5/16/2013 4:14:00 PM North Branch Council hears P.D. support and accepts audit
by DENISE MARTIN
Several citizens used the public microphone portion at the start of the North Branch City Council meeting to continue to stress the council should not be looking into dissolving North Branch’s police department. During recent council meetings people have thrown their support behind the department and asked council to reconsider what is perceived as a behind-the-scenes attempt to contract with the sheriff for policing. Monday night a retired Chief of Police, Doug Brown, took his turn. Brown said it was stressful to coordinate a department start-up when he came to North Branch years ago when the local department was being organized. He cautioned council that eliminating the police department just creates more expenses down the road when police will certainly need to be provided as the city grows.
“When so many people are supporting what you have, you should listen to them,” he advised. Council has not recorded a vote on investigating dissolution of the department. Council has discussed the department as a line item budget reduction measure in informal work sessions. Reportedly there is a “Request for Proposals” that has been forwarded to the sheriff seeking cost estimates to contract with the county for North Branch’s law enforcement. Citizen Mic Dahlberg asked who authorized this action and when? He wondered if this is an example of “...the mayor’s call for transparency in government.” Cities don’t reduce budgets by eliminating “essential services,” Dahlberg stated. Stacy Johnstone, who is employed by the school district, noted that the police resource officer’s services at the school sites are invaluable and said the department “...is one of the good things we’ve got going” in the city. A resident suggested council look into projects that will bring revenue into the city, and suggested a “solar energy farm” on vacant land the city owns.
Another citizen said when developers or commercial projects are looking for sites, North Branch not having a local police presence will be viewed as a detriment and hurt the city’s desireability. Council takes input during open forum and doesn’t respond to specific issues directly. Mayor Ron Lindquist thanked everybody for their comments and added no new information. In other business council accepted the 2012 audit done by CliftonLarsonAllen. Highlights include the city’s carryover into 2013 being described as acceptable, but not exemplary. Going into this year the city was “in the bullseye” but not in the center of the target, was the way CliftonLarsonAllen partner Doug Host presented it. Host said this was the firm’s first time auditing North Branch and he spoke highly of the financial records-keeping and city staff preparedness and cooperation.
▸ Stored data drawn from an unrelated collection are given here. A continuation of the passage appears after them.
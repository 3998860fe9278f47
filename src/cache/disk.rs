//! File-backed cache implementation
//!
//! Persists entries as one JSON file per key under a cache directory, so a
//! short-lived invocation can observe freshness windows left by earlier
//! runs. Each file records its key and store time; entries past the
//! retention window are removed when touched.
//!
//! File names are a sanitized form of the key plus a hash suffix. The key
//! stored inside the file is authoritative, the name is only for listing.

use super::CacheLayer;
use anyhow::{Context, Result};
use async_trait::async_trait;
use chrono::Utc;
use serde::{de::DeserializeOwned, Deserialize, Serialize};
use std::collections::hash_map::DefaultHasher;
use std::hash::{Hash, Hasher};
use std::io::ErrorKind;
use std::path::{Path, PathBuf};
use std::time::Duration;

/// Default retention for entries (10 minutes)
const DEFAULT_RETENTION: Duration = Duration::from_secs(600);

/// On-disk entry wrapper
#[derive(Debug, Serialize, Deserialize)]
struct DiskEntry {
    /// Original cache key
    key: String,
    /// Store time in unix milliseconds
    stored_at_ms: i64,
    /// JSON-serialized value
    data: String,
}

impl DiskEntry {
    fn new<T: Serialize>(key: &str, value: &T) -> Result<Self> {
        let json = serde_json::to_string(value).context("Failed to serialize cache value")?;
        Ok(Self {
            key: key.to_string(),
            stored_at_ms: Utc::now().timestamp_millis(),
            data: json,
        })
    }

    fn deserialize<T: DeserializeOwned>(&self) -> Result<T> {
        serde_json::from_str(&self.data).context("Failed to deserialize cache value")
    }

    /// Time elapsed since the entry was stored
    fn age(&self) -> Duration {
        let elapsed = Utc::now().timestamp_millis() - self.stored_at_ms;
        Duration::from_millis(elapsed.max(0) as u64)
    }
}

/// File-backed cache storing one JSON file per key
#[derive(Debug)]
pub struct DiskCache {
    dir: PathBuf,
    retention: Duration,
}

impl DiskCache {
    /// Create a disk cache with the default retention
    pub fn new(dir: impl Into<PathBuf>) -> Self {
        Self::with_retention(dir, DEFAULT_RETENTION)
    }

    /// Create a disk cache with custom retention
    pub fn with_retention(dir: impl Into<PathBuf>, retention: Duration) -> Self {
        Self {
            dir: dir.into(),
            retention,
        }
    }

    /// Get the retention window for this cache
    pub fn retention(&self) -> Duration {
        self.retention
    }

    /// File path for a key: sanitized key plus a hash suffix
    fn entry_path(&self, key: &str) -> PathBuf {
        let safe: String = key
            .chars()
            .map(|c| if c.is_ascii_alphanumeric() { c } else { '-' })
            .collect();
        let mut hasher = DefaultHasher::new();
        key.hash(&mut hasher);
        self.dir.join(format!("{}-{:016x}.json", safe, hasher.finish()))
    }

    async fn read_entry(&self, path: &Path) -> Result<Option<DiskEntry>> {
        let bytes = match tokio::fs::read(path).await {
            Ok(bytes) => bytes,
            Err(e) if e.kind() == ErrorKind::NotFound => return Ok(None),
            Err(e) => return Err(e).context("Failed to read cache file"),
        };
        let entry = serde_json::from_slice(&bytes).context("Failed to parse cache file")?;
        Ok(Some(entry))
    }

    async fn remove_file(path: &Path) -> Result<()> {
        match tokio::fs::remove_file(path).await {
            Ok(()) => Ok(()),
            Err(e) if e.kind() == ErrorKind::NotFound => Ok(()),
            Err(e) => Err(e).context("Failed to remove cache file"),
        }
    }

    /// List entry files currently in the cache directory
    async fn entry_files(&self) -> Result<Vec<PathBuf>> {
        let mut files = Vec::new();
        let mut dir = match tokio::fs::read_dir(&self.dir).await {
            Ok(dir) => dir,
            Err(e) if e.kind() == ErrorKind::NotFound => return Ok(files),
            Err(e) => return Err(e).context("Failed to read cache directory"),
        };
        while let Some(item) = dir
            .next_entry()
            .await
            .context("Failed to read cache directory")?
        {
            let path = item.path();
            if path.extension().and_then(|e| e.to_str()) == Some("json") {
                files.push(path);
            }
        }
        Ok(files)
    }
}

#[async_trait]
impl CacheLayer for DiskCache {
    /// Get a value from cache
    ///
    /// Entries past retention are deleted on sight. Entries older than
    /// `max_age` are reported as misses but left in place.
    async fn get<T: DeserializeOwned + Send>(
        &self,
        key: &str,
        max_age: Duration,
    ) -> Result<Option<T>> {
        let path = self.entry_path(key);
        let entry = match self.read_entry(&path).await? {
            // The stored key is checked in case of a file-name collision
            Some(entry) if entry.key == key => entry,
            _ => return Ok(None),
        };

        let age = entry.age();
        if age >= self.retention {
            Self::remove_file(&path).await?;
            return Ok(None);
        }
        if age >= max_age {
            return Ok(None);
        }
        entry.deserialize().map(Some)
    }

    /// Store a value, stamping it with the current time
    async fn set<T: Serialize + Send + Sync>(&self, key: &str, value: &T) -> Result<()> {
        let entry = DiskEntry::new(key, value)?;
        let bytes = serde_json::to_vec(&entry).context("Failed to serialize cache entry")?;
        tokio::fs::create_dir_all(&self.dir)
            .await
            .context("Failed to create cache directory")?;
        tokio::fs::write(self.entry_path(key), bytes)
            .await
            .context("Failed to write cache file")?;
        Ok(())
    }

    /// Delete a value from cache
    async fn delete(&self, key: &str) -> Result<()> {
        Self::remove_file(&self.entry_path(key)).await
    }

    /// Delete all values whose stored key matches a glob pattern
    ///
    /// Unreadable entry files are removed as well.
    async fn delete_pattern(&self, pattern: &str) -> Result<()> {
        for path in self.entry_files().await? {
            match self.read_entry(&path).await {
                Ok(Some(entry)) if super::pattern_matches(pattern, &entry.key) => {
                    Self::remove_file(&path).await?;
                }
                Ok(_) => {}
                Err(_) => {
                    Self::remove_file(&path).await?;
                }
            }
        }
        Ok(())
    }

    /// Clear all cache entries
    async fn clear(&self) -> Result<()> {
        for path in self.entry_files().await? {
            Self::remove_file(&path).await?;
        }
        Ok(())
    }
}
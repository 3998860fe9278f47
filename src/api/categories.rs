//! Category API endpoints
//!
//! Typed methods for the category endpoints:
//! - GET    /admin/categories        - paginated list
//! - GET    /admin/categories/all    - full list, no pagination
//! - GET    /admin/categories/:id    - single category
//! - POST   /admin/categories        - create
//! - PUT    /admin/categories/:id    - update
//! - DELETE /admin/categories/:id    - delete

use super::client::ApiClient;
use super::error::{ApiError, ErrorContext};
use crate::models::{ArticleCategory, CreateCategoryInput, ListQuery, Page, UpdateCategoryInput};

const GET_CATEGORIES: ErrorContext = ErrorContext::new(
    "GET_ARTICLE_CATEGORIES_ERROR",
    "Failed to fetch article categories",
);
const GET_ALL_CATEGORIES: ErrorContext = ErrorContext::new(
    "GET_ALL_ARTICLE_CATEGORIES_ERROR",
    "Failed to fetch all article categories",
);
const GET_CATEGORY_BY_ID: ErrorContext = ErrorContext::new(
    "GET_ARTICLE_CATEGORY_BY_ID_ERROR",
    "Failed to fetch article category details",
);
const CREATE_CATEGORY: ErrorContext = ErrorContext::new(
    "CREATE_ARTICLE_CATEGORY_ERROR",
    "Failed to create article category",
);
const UPDATE_CATEGORY: ErrorContext = ErrorContext::new(
    "UPDATE_ARTICLE_CATEGORY_ERROR",
    "Failed to update article category",
);
const DELETE_CATEGORY: ErrorContext = ErrorContext::new(
    "DELETE_ARTICLE_CATEGORY_ERROR",
    "Failed to delete article category",
);

impl ApiClient {
    /// List categories with pagination
    pub async fn list_categories(
        &self,
        query: &ListQuery,
    ) -> Result<Page<ArticleCategory>, ApiError> {
        self.get_page("/admin/categories", &query.to_pairs(), GET_CATEGORIES)
            .await
    }

    /// Fetch every category without pagination
    pub async fn list_all_categories(&self) -> Result<Vec<ArticleCategory>, ApiError> {
        self.get_data("/admin/categories/all", &[], GET_ALL_CATEGORIES)
            .await
    }

    /// Fetch a single category
    pub async fn get_category(&self, id: &str) -> Result<ArticleCategory, ApiError> {
        self.get_data(&format!("/admin/categories/{}", id), &[], GET_CATEGORY_BY_ID)
            .await
    }

    /// Create a category
    pub async fn create_category(
        &self,
        input: &CreateCategoryInput,
    ) -> Result<ArticleCategory, ApiError> {
        self.post_json("/admin/categories", input, CREATE_CATEGORY)
            .await
    }

    /// Update a category
    pub async fn update_category(
        &self,
        id: &str,
        input: &UpdateCategoryInput,
    ) -> Result<ArticleCategory, ApiError> {
        self.put_json(&format!("/admin/categories/{}", id), input, UPDATE_CATEGORY)
            .await
    }

    /// Delete a category
    pub async fn delete_category(&self, id: &str) -> Result<(), ApiError> {
        self.delete(&format!("/admin/categories/{}", id), DELETE_CATEGORY)
            .await
    }
}

#[cfg(test)]
mod tests {
    use super::*;
    use crate::api::RetryPolicy;
    use crate::config::BackendConfig;
    use crate::models::SortOrder;
    use serde_json::json;
    use std::time::Duration;
    use wiremock::matchers::{body_json, method, path, query_param, query_param_is_missing};
    use wiremock::{Mock, MockServer, ResponseTemplate};

    fn test_client(server: &MockServer) -> ApiClient {
        let config = BackendConfig {
            base_url: server.uri(),
            timeout_secs: 5,
            auth_token: None,
        };
        let retry = RetryPolicy {
            max_retries: 0,
            base_delay: Duration::from_millis(1),
            max_delay: Duration::from_millis(10),
        };
        ApiClient::new(&config, retry).expect("client should build")
    }

    fn category_page_body() -> serde_json::Value {
        json!({
            "data": [{"id": "cat-1", "name": "News"}],
            "pagination": {"totalData": 1, "page": 1, "limit": 10, "totalPage": 1}
        })
    }

    #[tokio::test]
    async fn test_list_sends_full_query() {
        let server = MockServer::start().await;
        Mock::given(method("GET"))
            .and(path("/admin/categories"))
            .and(query_param("page", "3"))
            .and(query_param("limit", "10"))
            .and(query_param("search", "press"))
            .and(query_param("sortBy", "name"))
            .and(query_param("sortOrder", "desc"))
            .respond_with(ResponseTemplate::new(200).set_body_json(category_page_body()))
            .expect(1)
            .mount(&server)
            .await;

        let client = test_client(&server);
        let query = ListQuery::new(3, 10)
            .with_search("press")
            .with_sort("name", SortOrder::Desc);
        let page = client.list_categories(&query).await.unwrap();

        assert_eq!(page.len(), 1);
        server.verify().await;
    }

    #[tokio::test]
    async fn test_list_omits_unset_parameters() {
        let server = MockServer::start().await;
        Mock::given(method("GET"))
            .and(path("/admin/categories"))
            .and(query_param("page", "1"))
            .and(query_param("limit", "10"))
            .and(query_param_is_missing("search"))
            .and(query_param_is_missing("sortBy"))
            .and(query_param_is_missing("sortOrder"))
            .respond_with(ResponseTemplate::new(200).set_body_json(category_page_body()))
            .expect(1)
            .mount(&server)
            .await;

        let client = test_client(&server);
        client.list_categories(&ListQuery::default()).await.unwrap();
        server.verify().await;
    }

    #[tokio::test]
    async fn test_list_all_hits_unpaginated_endpoint() {
        let server = MockServer::start().await;
        Mock::given(method("GET"))
            .and(path("/admin/categories/all"))
            .respond_with(ResponseTemplate::new(200).set_body_json(json!({
                "data": [
                    {"id": "cat-1", "name": "News"},
                    {"id": "cat-2", "name": "Events"}
                ]
            })))
            .mount(&server)
            .await;

        let client = test_client(&server);
        let categories = client.list_all_categories().await.unwrap();
        assert_eq!(categories.len(), 2);
    }

    #[tokio::test]
    async fn test_create_posts_json_body() {
        let server = MockServer::start().await;
        Mock::given(method("POST"))
            .and(path("/admin/categories"))
            .and(body_json(json!({"name": "Announcements"})))
            .respond_with(ResponseTemplate::new(201).set_body_json(
                json!({"data": {"id": "cat-9", "name": "Announcements"}}),
            ))
            .expect(1)
            .mount(&server)
            .await;

        let client = test_client(&server);
        let created = client
            .create_category(&CreateCategoryInput::new("Announcements"))
            .await
            .unwrap();

        assert_eq!(created.id, "cat-9");
        server.verify().await;
    }

    #[tokio::test]
    async fn test_update_puts_to_category_path() {
        let server = MockServer::start().await;
        Mock::given(method("PUT"))
            .and(path("/admin/categories/cat-1"))
            .and(body_json(json!({"name": "Press"})))
            .respond_with(
                ResponseTemplate::new(200)
                    .set_body_json(json!({"data": {"id": "cat-1", "name": "Press"}})),
            )
            .expect(1)
            .mount(&server)
            .await;

        let client = test_client(&server);
        let updated = client
            .update_category("cat-1", &UpdateCategoryInput::new().with_name("Press"))
            .await
            .unwrap();

        assert_eq!(updated.name, "Press");
        server.verify().await;
    }

    #[tokio::test]
    async fn test_delete_targets_category_path() {
        let server = MockServer::start().await;
        Mock::given(method("DELETE"))
            .and(path("/admin/categories/cat-1"))
            .respond_with(ResponseTemplate::new(200).set_body_json(json!({"data": null})))
            .expect(1)
            .mount(&server)
            .await;

        let client = test_client(&server);
        client.delete_category("cat-1").await.unwrap();
        server.verify().await;
    }

    #[tokio::test]
    async fn test_delete_failure_uses_delete_fallback() {
        let server = MockServer::start().await;
        Mock::given(method("DELETE"))
            .and(path("/admin/categories/cat-1"))
            .respond_with(ResponseTemplate::new(500))
            .mount(&server)
            .await;

        let client = test_client(&server);
        let error = client.delete_category("cat-1").await.unwrap_err();
        assert_eq!(error.code, "DELETE_ARTICLE_CATEGORY_ERROR");
        assert_eq!(error.message, "Failed to delete article category");
    }
}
The liquor store is experiencing “consistent” financial performance and in 2012 transferred $128,000 into the general fund. Gross profit percentages are better than Minnesota muni averages. Mayor Lindquist asked for net profit detail and Host said he can provide that to staff. The balancing act between revenues and expenses has seen the city cut general fund expenditures from $3.6 million in 2009, to a little over $3.1 million in 2012. The city has to watch its sewer fund operations, which showed a negative cash flow of $261,594. The stormwater fund also saw its greatest net loss before transfers in four years, the audit reported. Host said many cities are not keeping up with infrastructure financials during this lean economic growth period, but it isn’t wise. The only other revenue option is selling bonding. Council took proposals from law firms to act as city attorney and voted unanimously to hire Rupp Anderson Squires, effective July 1.
Council member Theresa Furman abstained saying she has a personal relationship with one of the firms interviewed. An ordinance allowing keeping chickens and ducks was adopted, with Council member Trent Jensen the only no vote. Council will get a report at the end of the first year of this being effective to review how this is working and if there are complaints resulting. Conditions include no “free range” on parcels of less than 10 acres, and chicken coop location restrictions. Please check with city hall for details.